YOUR VOTE IS VERY IMPORTANT AND COUNTS TOWARDS THE QUORUM REQUIREMENT TO HOLD THE MEETING. THE COMPANY CANNOT HOLD THE MEETING IF THE QUORUM REQUIREMENT IS NOT MET.
Stockholders holding common stock at the close of business on April 5, 2021 are entitled to vote at the meeting. Meeting materials, including the definitive proxy statement filed with the Securities and Exchange Commission (the “SEC”) on April 20, 2021, along with a proxy card, were mailed on April 21, 2021, to stockholders of record as of April 5, 2021 and made available at www.sec.gov.

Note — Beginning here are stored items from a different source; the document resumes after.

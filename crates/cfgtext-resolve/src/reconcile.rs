//! Reconcile a baseline of persisted items against an edited document.
//!
//! Identity is asymmetric. Data items are matched by key, so a moved or edited
//! entry keeps its id and its annotation. Comments and blank lines are matched
//! by line position only; when the content at a position changes, the old
//! item is deleted and a new one created. Comments are never updated in place.

use std::collections::{BTreeSet, HashMap};

use cfgtext_types::{Item, NamespaceId};

use crate::change_set::ChangeSet;
use crate::error::ResolveResult;
use crate::line::Line;
use crate::validate::Document;

/// Turns edited text into a change set against a baseline.
///
/// Implementations must be pure: no I/O, no mutation of the baseline, and no
/// state carried between calls.
pub trait TextResolver: Send + Sync {
    fn resolve(
        &self,
        namespace_id: NamespaceId,
        text: &str,
        baseline: &[Item],
    ) -> ResolveResult<ChangeSet>;
}

/// Resolver for `.properties`-style documents: `key = value` lines, `#`/`!`
/// comments, and blank lines.
#[derive(Clone, Copy, Debug, Default)]
pub struct PropertiesResolver;

impl TextResolver for PropertiesResolver {
    fn resolve(
        &self,
        namespace_id: NamespaceId,
        text: &str,
        baseline: &[Item],
    ) -> ResolveResult<ChangeSet> {
        resolve(namespace_id, text, baseline)
    }
}

/// Compute the change set that makes `baseline` match `text`.
///
/// The document is validated in full first; on a duplicate key or a line
/// without a separator nothing else happens. Creates and updates come out in
/// document order. Deletes of replaced comments and blanks come first in
/// baseline order, followed by deletes of removed keys, also in baseline
/// order.
pub fn resolve(namespace_id: NamespaceId, text: &str, baseline: &[Item]) -> ResolveResult<ChangeSet> {
    let document = Document::parse(text)?;
    Ok(reconcile(namespace_id, &document, baseline))
}

/// Reconcile an already validated document. Infallible.
///
/// A blank baseline item whose line number is past the end of the document
/// is deleted, not kept as if the missing line were blank. Keeping it would
/// leave a trailing blank line that rendering then adds back to the text.
pub fn reconcile(namespace_id: NamespaceId, document: &Document, baseline: &[Item]) -> ChangeSet {
    let mut index = WorkingIndex::build(baseline);
    let mut changes = ChangeSet::new();

    for (line_num, line) in document.numbered() {
        let at_line = index.by_line.get(&line_num).copied();
        match line {
            Line::Comment(text) => {
                let unchanged = at_line.is_some_and(|b| b.is_comment() && b.comment == *text);
                if !unchanged {
                    changes.add_create(Item::comment(namespace_id, text.clone(), line_num));
                }
            }
            Line::Blank => {
                if !at_line.is_some_and(Item::is_blank) {
                    changes.add_create(Item::blank(namespace_id, line_num));
                }
            }
            Line::Data { key, value } => match index.take_by_key(key) {
                None => {
                    changes.add_create(Item::data(namespace_id, key.clone(), value.clone(), line_num));
                }
                Some(base) => {
                    if base.value != *value || base.line_num != line_num {
                        changes.add_update(Item {
                            id: base.id,
                            namespace_id,
                            key: key.clone(),
                            value: value.clone(),
                            comment: base.comment.clone(),
                            line_num,
                        });
                    }
                }
            },
        }
    }

    // Replaced or vanished comments and blanks.
    for base in baseline {
        let current = document.line_at(base.line_num);
        let stale = if base.is_blank() {
            !current.is_some_and(Line::is_blank)
        } else if base.is_comment() {
            current.and_then(Line::comment_text) != Some(base.comment.as_str())
        } else {
            false
        };
        if stale {
            changes.add_delete(base.clone());
        }
    }

    // Keys no longer present in the document.
    for base in index.unmatched() {
        changes.add_delete(base.clone());
    }

    changes
}

/// Per-call lookup state over the baseline. Never outlives one reconciliation.
struct WorkingIndex<'a> {
    baseline: &'a [Item],
    /// Baseline items by line number. A later item wins a shared line number.
    by_line: HashMap<u32, &'a Item>,
    /// Baseline data items by exact key, as positions into `baseline`.
    /// Entries are removed as keys are matched.
    by_key: HashMap<&'a str, usize>,
    /// Positions of baseline data items not yet matched by key.
    unmatched: BTreeSet<usize>,
}

impl<'a> WorkingIndex<'a> {
    fn build(baseline: &'a [Item]) -> Self {
        let mut by_line = HashMap::with_capacity(baseline.len());
        let mut by_key = HashMap::new();
        let mut unmatched = BTreeSet::new();

        for (pos, item) in baseline.iter().enumerate() {
            by_line.insert(item.line_num, item);
            if item.is_data() {
                // A key repeated in the baseline leaves the earlier copy
                // unmatchable, so it is deleted as a removed key.
                by_key.insert(item.key.as_str(), pos);
                unmatched.insert(pos);
            }
        }

        Self {
            baseline,
            by_line,
            by_key,
            unmatched,
        }
    }

    /// Match a key, consuming its baseline entry.
    fn take_by_key(&mut self, key: &str) -> Option<&'a Item> {
        let baseline = self.baseline;
        let pos = self.by_key.remove(key)?;
        self.unmatched.remove(&pos);
        Some(&baseline[pos])
    }

    /// Baseline data items never matched, in baseline order.
    fn unmatched(&self) -> impl Iterator<Item = &'a Item> + '_ {
        let baseline = self.baseline;
        self.unmatched.iter().map(move |&pos| &baseline[pos])
    }
}
use cfgtext_resolve::ChangeSet;
use cfgtext_types::NamespaceId;

use crate::error::StoreResult;
use crate::model::{AppliedChangeSet, Baseline, NamespaceInfo};

/// Persistent item storage and namespace registry.
///
/// All implementations must satisfy these invariants:
/// - `apply` is all-or-nothing. If any check fails, nothing is written.
/// - `apply` succeeds only against the revision the caller's baseline was
///   read at. This serializes concurrent edits of one namespace: of two
///   writers holding the same baseline, the second one fails with
///   `StaleBaseline`.
/// - Created items get fresh ids that are never reused.
/// - Snapshots list items ordered by line number.
pub trait ItemStore: Send + Sync {
    /// Register a namespace under `app+cluster+name` coordinates.
    ///
    /// Fails with `NamespaceExists` if the coordinates are taken.
    fn create_namespace(&self, app_id: &str, cluster: &str, name: &str)
        -> StoreResult<NamespaceInfo>;

    /// Look up a namespace by its coordinates.
    fn find_namespace(
        &self,
        app_id: &str,
        cluster: &str,
        name: &str,
    ) -> StoreResult<Option<NamespaceInfo>>;

    /// Look up a namespace by id.
    fn namespace(&self, id: NamespaceId) -> StoreResult<Option<NamespaceInfo>>;

    /// All registered namespaces, ordered by id.
    fn namespaces(&self) -> StoreResult<Vec<NamespaceInfo>>;

    /// Read the current items and revision of a namespace.
    fn snapshot(&self, namespace: NamespaceId) -> StoreResult<Baseline>;

    /// Apply a change set computed against the baseline read at
    /// `expected_revision`.
    fn apply(
        &self,
        namespace: NamespaceId,
        expected_revision: u64,
        changes: &ChangeSet,
    ) -> StoreResult<AppliedChangeSet>;
}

Since a majority of all shares outstanding is required, Celsion is specifically asking stockholders to follow the Board of Directors’ recommendation to vote FOR Proposal #3 to increase the number of authorized shares of common stock. Proposal #3 involves an amendment to the Company’s Certificate of Incorporation and therefore requires a majority of all shares outstanding to vote FOR this proposal in order for it to pass. ISS and Glass Lewis have both recommended that stockholders vote in favor of the Company’s proposal to increase the number of authorized shares.
There are four proposals to be voted on during the June 4th meeting. Please review the information regarding each of these proposals in their entirety, which can be found in the definitive proxy statement filed with the SEC on April 20, 2021. As stated in the Proxy, Proposal #3 is being presented to increase the number of shares of the Company’s common stock authorized for issuance from 112,500,000 to 172,500,000. The Board of Directors believes that the increase in authorized common shares will provide the Company with the ability to support its future anticipated growth and would provide the Company with greater flexibility to consider and respond to future business opportunities and needs as they arise, including stock-based acquisitions of new technology and product development candidates and equity financings. The availability of additional shares of Common Stock would permit the Company to undertake certain of the foregoing actions without delay and expense associated with holding a Special Meeting of Stockholders to obtain stockholder approval each time such an opportunity arises that would require the issuance of shares of our Common Stock.
Every stockholder’s vote is important, regardless of the number of shares you hold. Accordingly, Celsion requests that each stockholder either vote online, by telephone or complete, sign, date and return a proxy card if it has not already done so, to ensure that the stockholder’s shares will be represented at the Meeting. If you fail to return your proxy card or fail to instruct your bank, broker or other nominee how to vote, your shares may not be counted for purposes of determining whether a quorum is present at the Meeting and will not be counted as votes cast on certain matters, and the number of votes voted at, the Meeting.
If you have not received a copy of the meeting materials, or need assistance with voting your shares, please contact our proxy agent, Morrow Sodali LLC, toll-free at (877)-787-9239.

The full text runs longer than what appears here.